A comprehensive benchmark of Windows XP through Windows 11 on a Lenovo ThinkPad X220 indicates significant performance disparities. Windows 8.1 emerged as the fastest version, while Windows 11 struggled with speed and efficiency.
Performance Comparison
Benchmarks were conducted using a Lenovo ThinkPad X220, featuring an Intel i5-2520M processor, 8 GB RAM, and a 256 GB HDD. Windows 8.1 showed the fastest startup times, largely due to the Fast Boot feature.

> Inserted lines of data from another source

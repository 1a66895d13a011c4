use std::sync::Arc;

use teloxide::{dispatching::Dispatcher, dptree, prelude::*};
use tracing::{info, warn};

use relay_core::{
    config::Config,
    intake::{Intake, IntakeConfig},
    messaging::{
        port::MessagingPort,
        throttled::{ThrottleConfig, ThrottledMessenger},
    },
    monitor::{MonitorDeps, MonitorSupervisor},
    ports::{TeamNotifier, TicketBackend},
    registry::Registry,
};

use crate::handlers;
use crate::TelegramMessenger;

#[derive(Clone)]
pub struct AppState {
    pub intake: Arc<Intake>,
}

/// Restore persisted monitors, then serve updates until shutdown.
pub async fn run_polling(
    cfg: Arc<Config>,
    backend: Arc<dyn TicketBackend>,
    notifier: Arc<dyn TeamNotifier>,
    registry: Arc<Registry>,
) -> anyhow::Result<()> {
    let bot = Bot::new(cfg.telegram_bot_token.clone());

    match bot.get_me().await {
        Ok(me) => {
            let actual = me.username();
            info!(username = %actual, "bot started");
            if !actual.eq_ignore_ascii_case(&cfg.bot_username) {
                warn!(
                    configured = %cfg.bot_username,
                    actual = %actual,
                    "BOT_USERNAME does not match the bot account; mentions will not match"
                );
            }
        }
        Err(e) => warn!("getMe failed: {e}"),
    }

    // Shared by intake and every monitor.
    let raw_messenger: Arc<dyn MessagingPort> = Arc::new(TelegramMessenger::new(bot.clone()));
    let messenger: Arc<dyn MessagingPort> = Arc::new(ThrottledMessenger::new(
        raw_messenger,
        ThrottleConfig::default(),
    ));

    let deps = Arc::new(MonitorDeps {
        backend: backend.clone(),
        messenger: messenger.clone(),
        registry: registry.clone(),
        poll_interval: cfg.poll_interval,
        recovery_delay: cfg.recovery_delay,
        recovery_stagger: cfg.recovery_stagger,
    });
    let supervisor = MonitorSupervisor::new(deps);

    let pending = registry.load();
    info!(
        count = pending.len(),
        state_file = %registry.path().display(),
        "scheduling monitor recovery"
    );
    let recovery = supervisor.recover(pending);
    tokio::spawn(async move {
        match recovery.await {
            Ok(started) => info!(started, "monitor recovery finished"),
            Err(e) => warn!("monitor recovery aborted: {e}"),
        }
    });

    let intake = Arc::new(Intake::new(
        IntakeConfig::from(cfg.as_ref()),
        backend,
        notifier,
        messenger,
        supervisor,
    ));
    let state = Arc::new(AppState { intake });

    let handler = dptree::entry().branch(Update::filter_message().endpoint(handlers::handle_message));

    Dispatcher::builder(bot, handler)
        .dependencies(dptree::deps![state])
        .build()
        .dispatch()
        .await;

    Ok(())
}
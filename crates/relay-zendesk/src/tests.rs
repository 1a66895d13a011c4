//! Tests for the Zendesk adapter against a mock HTTP server.

use std::{
    sync::Arc,
    time::{Duration, Instant},
};

use httpmock::prelude::*;
use serde_json::json;

use super::*;
use relay_core::domain::UserId;

fn test_config(base_url: &str) -> ZendeskConfig {
    ZendeskConfig {
        subdomain: "acme".to_string(),
        email: "ops@acme.test".to_string(),
        api_token: "tok".to_string(),
        group_id: Some(77),
        tags: vec!["from_telegram".to_string(), "auto_created".to_string()],
        requester_email_domain: "yourcompany.fake".to_string(),
        base_url: base_url.to_string(),
        request_timeout: Duration::from_secs(2),
        max_concurrency: 2,
        retry: RetryPolicy::new(3, Duration::from_millis(10), Duration::from_millis(40)),
        default_retry_after: Duration::from_millis(100),
        max_retry_after: Duration::from_secs(30),
    }
}

fn new_ticket() -> NewTicket {
    NewTicket {
        subject: "[Telegram] Login".to_string(),
        description: "Message: cannot login".to_string(),
        requester_name: "Ann Lee".to_string(),
        requester_external_id: UserId(7),
    }
}

#[test]
fn payload_carries_synthetic_requester_tags_and_group() {
    let client = ZendeskClient::new(test_config("http://localhost")).unwrap();
    let payload = client.ticket_payload(&new_ticket());
    assert_eq!(
        payload,
        json!({
            "ticket": {
                "subject": "[Telegram] Login",
                "comment": { "body": "Message: cannot login" },
                "requester": { "name": "Ann Lee", "email": "telegram-7@yourcompany.fake" },
                "tags": ["from_telegram", "auto_created"],
                "group_id": 77
            }
        })
    );

    let mut cfg = test_config("http://localhost");
    cfg.group_id = None;
    let payload = ZendeskClient::new(cfg).unwrap().ticket_payload(&new_ticket());
    assert!(payload["ticket"].get("group_id").is_none());
}

#[test]
fn retry_after_header_is_parsed_and_capped() {
    let mut headers = HeaderMap::new();
    let default = Duration::from_secs(5);
    let cap = Duration::from_secs(30);
    assert_eq!(retry_after(&headers, default, cap), default);

    headers.insert(reqwest::header::RETRY_AFTER, "7".parse().unwrap());
    assert_eq!(retry_after(&headers, default, cap), Duration::from_secs(7));

    headers.insert(reqwest::header::RETRY_AFTER, "600".parse().unwrap());
    assert_eq!(retry_after(&headers, default, cap), cap);

    headers.insert(reqwest::header::RETRY_AFTER, "soon".parse().unwrap());
    assert_eq!(retry_after(&headers, default, cap), default);
}

#[tokio::test]
async fn create_ticket_returns_id_and_agent_url() {
    let server = MockServer::start_async().await;
    let mock = server
        .mock_async(|when, then| {
            when.method(POST)
                .path("/api/v2/tickets.json")
                .header_exists("authorization")
                .body_includes("telegram-7@yourcompany.fake");
            then.status(201).json_body(json!({ "ticket": { "id": 321, "status": "new", "requester_id": 9 } }));
        })
        .await;

    let client = ZendeskClient::new(test_config(&server.base_url())).unwrap();
    let created = client.create_ticket(new_ticket()).await.unwrap();

    mock.assert_async().await;
    assert_eq!(created.id, TicketId(321));
    assert_eq!(created.url, "https://acme.zendesk.com/agent/tickets/321");
}

#[tokio::test]
async fn rate_limited_create_waits_then_succeeds() {
    let server = MockServer::start_async().await;
    let limited = server
        .mock_async(|when, then| {
            when.method(POST).path("/api/v2/tickets.json");
            then.status(429).header("Retry-After", "1");
        })
        .await;

    let client = Arc::new(ZendeskClient::new(test_config(&server.base_url())).unwrap());
    let started = Instant::now();
    let task = {
        let client = client.clone();
        tokio::spawn(async move { client.create_ticket(new_ticket()).await })
    };

    // Swap in the success response while the client sits out Retry-After.
    while limited.calls_async().await == 0 {
        tokio::time::sleep(Duration::from_millis(10)).await;
    }
    limited.delete_async().await;
    let ok = server
        .mock_async(|when, then| {
            when.method(POST).path("/api/v2/tickets.json");
            then.status(201).json_body(json!({ "ticket": { "id": 5, "requester_id": 9 } }));
        })
        .await;

    let created = task.await.unwrap();
    assert_eq!(created.map(|t| t.id), Some(TicketId(5)));
    assert!(started.elapsed() >= Duration::from_secs(1));
    ok.assert_calls_async(1).await;
}

#[tokio::test]
async fn missing_ticket_is_not_found_without_retry() {
    let server = MockServer::start_async().await;
    let mock = server
        .mock_async(|when, then| {
            when.method(GET).path("/api/v2/tickets/404.json");
            then.status(404).json_body(json!({ "error": "RecordNotFound" }));
        })
        .await;

    let client = ZendeskClient::new(test_config(&server.base_url())).unwrap();
    assert_eq!(client.ticket_info(TicketId(404)).await, TicketLookup::NotFound);
    mock.assert_calls_async(1).await;
}

#[tokio::test]
async fn client_errors_fail_fast() {
    let server = MockServer::start_async().await;
    let mock = server
        .mock_async(|when, then| {
            when.method(POST).path("/api/v2/tickets.json");
            then.status(422).body("invalid requester");
        })
        .await;

    let client = ZendeskClient::new(test_config(&server.base_url())).unwrap();
    assert!(client.create_ticket(new_ticket()).await.is_none());
    mock.assert_calls_async(1).await;
}

#[tokio::test]
async fn server_errors_are_unavailable_not_vanished() {
    let server = MockServer::start_async().await;
    server
        .mock_async(|when, then| {
            when.method(GET).path("/api/v2/tickets/8.json");
            then.status(503);
        })
        .await;

    let client = ZendeskClient::new(test_config(&server.base_url())).unwrap();
    assert_eq!(client.ticket_info(TicketId(8)).await, TicketLookup::Unavailable);
}

#[tokio::test]
async fn transport_failures_are_retried_then_reported_absent() {
    // Nothing listens on port 9 (discard) on test hosts.
    let client = ZendeskClient::new(test_config("http://127.0.0.1:9")).unwrap();
    assert!(client.ticket_comments(TicketId(1)).await.is_none());
    assert_eq!(client.ticket_info(TicketId(1)).await, TicketLookup::Unavailable);
}

#[tokio::test]
async fn ticket_info_maps_status_and_requester() {
    let server = MockServer::start_async().await;
    server
        .mock_async(|when, then| {
            when.method(GET).path("/api/v2/tickets/12.json");
            then.status(200).json_body(json!({
                "ticket": { "id": 12, "status": "solved", "requester_id": 500, "subject": "x" }
            }));
        })
        .await;

    let client = ZendeskClient::new(test_config(&server.base_url())).unwrap();
    let TicketLookup::Found(snapshot) = client.ticket_info(TicketId(12)).await else {
        panic!("expected ticket");
    };
    assert_eq!(snapshot.status, TicketStatus::Solved);
    assert!(snapshot.status.is_terminal());
    assert_eq!(snapshot.requester_id, 500);
}

#[tokio::test]
async fn comments_follow_pagination_in_order() {
    let server = MockServer::start_async().await;
    let next = server.url("/api/v2/tickets/3/comments/page-2.json");
    server
        .mock_async(|when, then| {
            when.method(GET).path("/api/v2/tickets/3/comments/page-2.json");
            then.status(200).json_body(json!({
                "comments": [{ "id": 3, "author_id": 900, "body": "third" }],
                "next_page": null
            }));
        })
        .await;
    server
        .mock_async(|when, then| {
            when.method(GET).path("/api/v2/tickets/3/comments.json");
            then.status(200).json_body(json!({
                "comments": [
                    { "id": 1, "author_id": 500, "body": "first" },
                    { "id": 2, "author_id": 900, "body": "second" }
                ],
                "next_page": next
            }));
        })
        .await;

    let client = ZendeskClient::new(test_config(&server.base_url())).unwrap();
    let comments = client.ticket_comments(TicketId(3)).await.unwrap();
    let ids: Vec<u64> = comments.iter().map(|c| c.id.0).collect();
    assert_eq!(ids, vec![1, 2, 3]);
    assert_eq!(comments[2].body, "third");
}

#[tokio::test]
async fn at_most_two_requests_in_flight() {
    let server = MockServer::start_async().await;
    server
        .mock_async(|when, then| {
            when.method(GET).path("/api/v2/tickets/1.json");
            then.status(200)
                .delay(Duration::from_millis(300))
                .json_body(json!({ "ticket": { "id": 1, "status": "open", "requester_id": 2 } }));
        })
        .await;

    let client = Arc::new(ZendeskClient::new(test_config(&server.base_url())).unwrap());
    let started = Instant::now();
    let calls: Vec<_> = (0..4)
        .map(|_| {
            let client = client.clone();
            tokio::spawn(async move { client.ticket_info(TicketId(1)).await })
        })
        .collect();
    for call in calls {
        assert!(matches!(call.await.unwrap(), TicketLookup::Found(_)));
    }
    // Four 300ms requests through a gate of two take two rounds.
    assert!(started.elapsed() >= Duration::from_millis(600));
}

In contrast, Windows 11 had the slowest startup and faced issues displaying the taskbar.
Windows XP excelled in minimal installation size and low idle RAM consumption (~800 MB) compared to around 3.3 GB for Windows 11. In browser memory tests, Windows 7 and 8.1 managed over 200 tabs efficiently, whereas Windows XP and 11 struggled.

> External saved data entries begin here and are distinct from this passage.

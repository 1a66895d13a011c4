use async_trait::async_trait;

use crate::domain::{CommentRecord, CreatedTicket, NewTicket, TicketId, TicketLookup};

/// Hexagonal port for the ticketing backend (Zendesk today).
///
/// Implementations absorb transient failures internally and report only
/// present/absent outcomes, so callers never interpret transport detail.
#[async_trait]
pub trait TicketBackend: Send + Sync {
    /// `None` when no ticket could be created.
    async fn create_ticket(&self, ticket: NewTicket) -> Option<CreatedTicket>;

    async fn ticket_info(&self, id: TicketId) -> TicketLookup;

    /// Comments ordered oldest to newest. `None` when the read failed.
    async fn ticket_comments(&self, id: TicketId) -> Option<Vec<CommentRecord>>;
}

/// Hexagonal port for the team channel (Slack webhook today).
#[async_trait]
pub trait TeamNotifier: Send + Sync {
    /// Deliver a formatted message. Returns `false` when delivery ultimately
    /// failed; an unconfigured sink is a successful no-op.
    async fn notify(&self, text: &str) -> bool;
}
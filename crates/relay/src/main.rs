use std::sync::Arc;

use tracing::info;

use relay_core::{config::Config, registry::Registry};
use relay_slack::{SlackConfig, SlackNotifier};
use relay_zendesk::{ZendeskClient, ZendeskConfig};

#[tokio::main]
async fn main() -> Result<(), relay_core::Error> {
    relay_core::logging::init("relay")?;

    let cfg = Arc::new(Config::load()?);

    let zendesk = Arc::new(ZendeskClient::new(ZendeskConfig::from_config(&cfg))?);
    let slack = Arc::new(SlackNotifier::new(SlackConfig::from_config(&cfg))?);
    if !slack.is_configured() {
        info!("Slack alerts disabled");
    }
    let registry = Arc::new(Registry::new(cfg.state_file.clone()));

    relay_telegram::router::run_polling(cfg, zendesk, slack, registry)
        .await
        .map_err(|e| relay_core::Error::External(format!("telegram bot failed: {e}")))?;

    Ok(())
}
//! Core domain + application logic for the Telegram → Zendesk support relay.
//!
//! This crate is framework-agnostic. Telegram, Zendesk and Slack live behind
//! ports (traits) implemented in adapter crates.

pub mod classify;
pub mod config;
pub mod domain;
pub mod errors;
pub mod formatting;
pub mod intake;
pub mod logging;
pub mod messaging;
pub mod monitor;
pub mod ports;
pub mod registry;
pub mod retry;
pub mod security;

pub use errors::{Error, Result};
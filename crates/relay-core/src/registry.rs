//! Durable ticket → origin mapping.
//!
//! One JSON object keyed by the string-encoded ticket id, rewritten wholesale
//! on every mutation. A missing or corrupt file reads as empty.

use std::{
    collections::BTreeMap,
    fs,
    path::{Path, PathBuf},
    sync::Mutex,
};

use tracing::{error, warn};

use crate::{
    domain::{CommentId, MonitorEntry, TicketId},
    Result,
};

pub type Entries = BTreeMap<TicketId, MonitorEntry>;

/// File-backed monitor registry.
///
/// Read-modify-write sequences run under an internal lock, since monitors
/// mutate the registry from a multi-threaded runtime.
#[derive(Debug)]
pub struct Registry {
    path: PathBuf,
    lock: Mutex<()>,
}

impl Registry {
    pub fn new(path: impl Into<PathBuf>) -> Self {
        Self {
            path: path.into(),
            lock: Mutex::new(()),
        }
    }

    pub fn path(&self) -> &Path {
        &self.path
    }

    pub fn load(&self) -> Entries {
        let _guard = self.lock.lock().unwrap_or_else(|e| e.into_inner());
        self.read_entries()
    }

    pub fn add(&self, id: TicketId, entry: MonitorEntry) -> Result<()> {
        self.mutate(|entries| {
            entries.insert(id, entry);
            true
        })
        .map(|_| ())
    }

    pub fn remove(&self, id: TicketId) -> Result<()> {
        self.mutate(|entries| entries.remove(&id).is_some())
            .map(|_| ())
    }

    /// Remember the newest comment acted on. Returns `false` if the ticket is
    /// no longer registered.
    pub fn record_last_comment(&self, id: TicketId, comment: CommentId) -> Result<bool> {
        self.mutate(|entries| match entries.get_mut(&id) {
            Some(entry) if entry.last_comment_id != Some(comment) => {
                entry.last_comment_id = Some(comment);
                true
            }
            _ => false,
        })
    }

    /// Apply `f` and persist when it reports a change.
    fn mutate(&self, f: impl FnOnce(&mut Entries) -> bool) -> Result<bool> {
        let _guard = self.lock.lock().unwrap_or_else(|e| e.into_inner());
        let mut entries = self.read_entries();
        let changed = f(&mut entries);
        if changed {
            self.write_entries(&entries)?;
        }
        Ok(changed)
    }

    fn read_entries(&self) -> Entries {
        let txt = match fs::read_to_string(&self.path) {
            Ok(txt) => txt,
            Err(e) if e.kind() == std::io::ErrorKind::NotFound => return Entries::new(),
            Err(e) => {
                error!(path = %self.path.display(), "failed to read monitor registry: {e}");
                return Entries::new();
            }
        };
        if txt.trim().is_empty() {
            return Entries::new();
        }

        let raw: BTreeMap<String, MonitorEntry> = match serde_json::from_str(&txt) {
            Ok(v) => v,
            Err(e) => {
                error!(path = %self.path.display(), "failed to parse monitor registry: {e}");
                return Entries::new();
            }
        };

        raw.into_iter()
            .filter_map(|(key, entry)| match key.trim().parse::<u64>() {
                Ok(id) => Some((TicketId(id), entry)),
                Err(_) => {
                    warn!(key = %key, "skipping registry entry with non-numeric ticket id");
                    None
                }
            })
            .collect()
    }

    fn write_entries(&self, entries: &Entries) -> Result<()> {
        let raw: BTreeMap<String, &MonitorEntry> = entries
            .iter()
            .map(|(id, entry)| (id.0.to_string(), entry))
            .collect();
        let txt = serde_json::to_string_pretty(&raw)?;

        if let Some(dir) = self.path.parent().filter(|d| !d.as_os_str().is_empty()) {
            fs::create_dir_all(dir)?;
        }
        let tmp = self.path.with_extension("json.tmp");
        fs::write(&tmp, txt)?;
        fs::rename(&tmp, &self.path)?;
        Ok(())
    }
}

#[cfg(test)]
mod tests {
    use super::*;
    use crate::domain::{ChatId, MessageId, UserId};

    fn entry(chat: i64, msg: i32) -> MonitorEntry {
        MonitorEntry {
            user_id: UserId(7),
            chat_id: ChatId(chat),
            message_id: MessageId(msg),
            last_comment_id: None,
        }
    }

    #[test]
    fn missing_file_loads_empty() {
        let dir = tempfile::tempdir().unwrap();
        let reg = Registry::new(dir.path().join("state.json"));
        assert!(reg.load().is_empty());
    }

    #[test]
    fn corrupt_file_loads_empty() {
        let dir = tempfile::tempdir().unwrap();
        let path = dir.path().join("state.json");
        fs::write(&path, "{not json").unwrap();
        let reg = Registry::new(&path);
        assert!(reg.load().is_empty());
    }

    #[test]
    fn add_and_remove_survive_reload() {
        let dir = tempfile::tempdir().unwrap();
        let path = dir.path().join("state.json");
        let reg = Registry::new(&path);
        reg.add(TicketId(10), entry(-100, 1)).unwrap();
        reg.add(TicketId(11), entry(-200, 2)).unwrap();
        reg.remove(TicketId(10)).unwrap();

        let reopened = Registry::new(&path);
        let entries = reopened.load();
        assert_eq!(entries.len(), 1);
        assert_eq!(entries[&TicketId(11)], entry(-200, 2));
    }

    #[test]
    fn file_uses_string_keys_and_snake_case_fields() {
        let dir = tempfile::tempdir().unwrap();
        let path = dir.path().join("state.json");
        let reg = Registry::new(&path);
        reg.add(TicketId(42), entry(-100, 9)).unwrap();

        let v: serde_json::Value =
            serde_json::from_str(&fs::read_to_string(&path).unwrap()).unwrap();
        assert_eq!(
            v,
            serde_json::json!({ "42": { "user_id": 7, "chat_id": -100, "message_id": 9 } })
        );
    }

    #[test]
    fn legacy_file_without_last_comment_loads() {
        let dir = tempfile::tempdir().unwrap();
        let path = dir.path().join("state.json");
        fs::write(
            &path,
            r#"{"5": {"user_id": 1, "chat_id": 2, "message_id": 3}, "oops": {"user_id": 1, "chat_id": 2, "message_id": 3}}"#,
        )
        .unwrap();
        let entries = Registry::new(&path).load();
        assert_eq!(entries.len(), 1);
        assert_eq!(entries[&TicketId(5)].last_comment_id, None);
    }

    #[test]
    fn last_comment_is_recorded_only_for_registered_tickets() {
        let dir = tempfile::tempdir().unwrap();
        let reg = Registry::new(dir.path().join("state.json"));
        reg.add(TicketId(1), entry(-1, 1)).unwrap();

        assert!(reg.record_last_comment(TicketId(1), CommentId(99)).unwrap());
        assert!(!reg.record_last_comment(TicketId(1), CommentId(99)).unwrap());
        assert!(!reg.record_last_comment(TicketId(2), CommentId(99)).unwrap());
        assert_eq!(
            reg.load()[&TicketId(1)].last_comment_id,
            Some(CommentId(99))
        );
    }
}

Bottlenecks and Improvements
Windows 11 performed poorly in various metrics: it was last in battery life, slow in rendering video projects in OpenShot, and took longer to load File Explorer and web pages. The system's single-threaded CPU performance also lagged, based on CPU-Z scores.
The report attributes Windows 11's underperformance to major OS rewrites, increased abstraction layers, default storage encryption, and resultant system bloat and latency. Microsoft has acknowledged some issues, offering workarounds for slow File Explorer performance.